But if I knew the serial number of the specific hundred dollar bill provided by the OFAC-sanctioned individual, and didn't spend that exact piece of paper, but just kept it in my wallet, then somehow that makes all the difference and now I haven't broken the law?

Since currency, Ethereum and Bitcoin are all fungible and mutually interchangeable, what difference does it make?


> if I knew the serial number of the specific hundred dollar bill provided by the OFAC-sanctioned individual, and didn't spend that exact piece of paper, but just kept it in my wallet, then somehow that makes all the difference and now I haven't broken the law?

If it's in your wallet you've broken the law. If it magically appeared on your doorstep and you call the FBI, you should be fine. (You'll be investigated.)

Anyone who ever sent to or received from Tornado any funds should be talking to counsel.

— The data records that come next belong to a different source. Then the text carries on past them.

//! In-memory data source for tests.

use super::{DataSource, SheetError};
use crate::models::Table;
use std::sync::Mutex;

#[derive(Debug, Default)]
pub struct MemorySheet {
    values: Mutex<Vec<Vec<String>>>,
    pub updates: Mutex<Vec<(String, Vec<String>)>>,
    pub deletes: Mutex<Vec<usize>>,
}

impl MemorySheet {
    pub fn new(values: &[&[&str]]) -> Self {
        let values = values
            .iter()
            .map(|row| row.iter().map(|c| c.to_string()).collect())
            .collect();
        Self {
            values: Mutex::new(values),
            ..Self::default()
        }
    }

    pub fn values(&self) -> Vec<Vec<String>> {
        self.values.lock().unwrap().clone()
    }
}

impl DataSource for MemorySheet {
    async fn fetch_all(&self) -> Result<Table, SheetError> {
        Ok(Table::from_values(self.values()))
    }

    async fn update_row(&self, range: &str, values: Vec<String>) -> Result<(), SheetError> {
        self.updates
            .lock()
            .unwrap()
            .push((range.to_string(), values));
        Ok(())
    }

    async fn delete_row(&self, sheet_row: usize) -> Result<(), SheetError> {
        let mut values = self.values.lock().unwrap();
        if sheet_row == 0 || sheet_row > values.len() {
            return Err(SheetError::Malformed(format!("row {} out of range", sheet_row)));
        }
        values.remove(sheet_row - 1);
        self.deletes.lock().unwrap().push(sheet_row);
        Ok(())
    }
}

Doesn't seem to matter whether I spent the hundred dollar bill with the specific serial number provided by an OFAC-sanctioned individual, or if I kept that serial number in my wallet and spent a different piece of paper, since currency is fungible.

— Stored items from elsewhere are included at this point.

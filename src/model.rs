use serde::{Deserialize, Serialize};
use std::fmt;

/// Sentinel used for textual manifest fields that are absent or empty.
pub const UNKNOWN: &str = "unknown";

/// Sentinel used when a mod folder carries no preview image.
pub const NO_PREVIEW: &str = "none";

/// Identifies one tracked source repository as `owner/name`.
#[derive(Debug, Clone, PartialEq, Eq, Hash, Serialize, Deserialize)]
pub struct RepoRef {
    pub owner: String,
    pub name: String,
}

impl RepoRef {
    pub fn new(owner: impl Into<String>, name: impl Into<String>) -> Self {
        Self {
            owner: owner.into(),
            name: name.into(),
        }
    }
}

impl fmt::Display for RepoRef {
    fn fmt(&self, f: &mut fmt::Formatter<'_>) -> fmt::Result {
        write!(f, "{}/{}", self.owner, self.name)
    }
}

/// One declared dependency of a mod, sentinel-defaulted per sub-field.
#[derive(Debug, Clone, PartialEq, Eq, Serialize, Deserialize)]
pub struct ModDependency {
    pub package_id: String,
    pub display_name: String,
    pub steam_workshop_url: String,
}

/// One discovered package: a single `About/about.xml` plus its surroundings.
///
/// Records are immutable once produced; the catalog is rebuilt from live
/// remote state on every run, so nothing here is persisted individually.
#[derive(Debug, Clone, PartialEq, Eq, Serialize, Deserialize)]
pub struct CatalogRecord {
    /// Stable identifier assigned by the hosting platform.
    pub repo_id: u64,
    pub owner: String,
    pub repo_name: String,
    /// Mod root directory relative to the repository root (parent of the
    /// manifest's containing folder). Empty string for a repository-root mod.
    pub mod_root_path: String,
    pub name: String,
    pub description: String,
    pub package_id: String,
    pub supported_versions: Vec<String>,
    pub dependencies: Vec<ModDependency>,
    /// Path of the preview image, or [`NO_PREVIEW`].
    pub preview_image: String,
}

impl CatalogRecord {
    /// Ordering key: case-insensitive (owner, repo_name, mod_root_path),
    /// with the case-sensitive tuple as a tie-break so the order is total.
    pub fn sort_key(&self) -> (String, String, String, String, String, String) {
        (
            self.owner.to_lowercase(),
            self.repo_name.to_lowercase(),
            self.mod_root_path.to_lowercase(),
            self.owner.clone(),
            self.repo_name.clone(),
            self.mod_root_path.clone(),
        )
    }
}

By analogy, there's no practical difference between a balance in an Ethereum address getting dusted with tainted funds, or a Bitcoin address with a tainted UTXO that I don't touch.


Coins in Bitcoin are not necessarily fungible. Tainted coins (from sanctioned individuals, from hacks etc) are traced and for anyone else who has to adhere to for example US law these tainted coins are not of the same value as non-tainted ones. Exchanges might not accept them for example.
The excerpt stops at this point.